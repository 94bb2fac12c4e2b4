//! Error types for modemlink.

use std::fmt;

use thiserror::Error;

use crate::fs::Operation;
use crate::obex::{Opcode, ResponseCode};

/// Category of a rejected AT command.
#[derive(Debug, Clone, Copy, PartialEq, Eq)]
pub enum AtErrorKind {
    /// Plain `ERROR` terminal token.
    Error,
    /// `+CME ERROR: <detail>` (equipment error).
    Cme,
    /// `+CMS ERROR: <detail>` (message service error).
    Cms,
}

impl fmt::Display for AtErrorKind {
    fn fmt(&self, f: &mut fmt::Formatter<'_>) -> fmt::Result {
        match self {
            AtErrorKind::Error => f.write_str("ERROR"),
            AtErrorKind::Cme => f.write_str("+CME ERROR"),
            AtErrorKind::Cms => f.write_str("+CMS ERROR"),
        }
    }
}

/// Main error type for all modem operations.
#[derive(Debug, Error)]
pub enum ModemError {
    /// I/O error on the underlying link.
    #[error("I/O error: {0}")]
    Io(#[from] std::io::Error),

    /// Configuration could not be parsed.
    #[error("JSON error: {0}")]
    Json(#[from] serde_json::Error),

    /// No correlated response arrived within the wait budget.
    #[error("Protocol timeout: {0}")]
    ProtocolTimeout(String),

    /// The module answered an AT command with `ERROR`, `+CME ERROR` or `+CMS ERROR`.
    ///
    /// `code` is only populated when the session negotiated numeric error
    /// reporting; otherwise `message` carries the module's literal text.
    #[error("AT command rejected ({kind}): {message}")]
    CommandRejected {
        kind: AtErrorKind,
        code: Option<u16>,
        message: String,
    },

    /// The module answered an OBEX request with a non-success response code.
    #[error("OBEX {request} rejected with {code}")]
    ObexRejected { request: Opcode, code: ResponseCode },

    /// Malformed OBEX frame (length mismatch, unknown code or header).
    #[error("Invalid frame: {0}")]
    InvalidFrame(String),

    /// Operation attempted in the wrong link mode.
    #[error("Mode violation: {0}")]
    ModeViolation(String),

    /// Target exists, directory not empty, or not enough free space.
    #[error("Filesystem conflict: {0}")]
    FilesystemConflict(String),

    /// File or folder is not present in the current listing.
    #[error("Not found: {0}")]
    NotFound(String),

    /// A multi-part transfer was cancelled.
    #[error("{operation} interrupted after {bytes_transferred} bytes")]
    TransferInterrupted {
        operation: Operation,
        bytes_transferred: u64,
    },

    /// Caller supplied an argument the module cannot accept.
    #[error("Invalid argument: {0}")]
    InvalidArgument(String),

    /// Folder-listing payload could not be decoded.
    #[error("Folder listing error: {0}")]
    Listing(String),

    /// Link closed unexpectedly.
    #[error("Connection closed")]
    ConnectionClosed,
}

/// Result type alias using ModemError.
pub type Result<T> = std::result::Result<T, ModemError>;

### TASK INSTRUCTIONS
Wherever the string "ModemError" appears in the records, copy the whole line.

### SOLUTION BELOW
pub enum ModemError {
/// Result type alias using ModemError.
pub type Result<T> = std::result::Result<T, ModemError>;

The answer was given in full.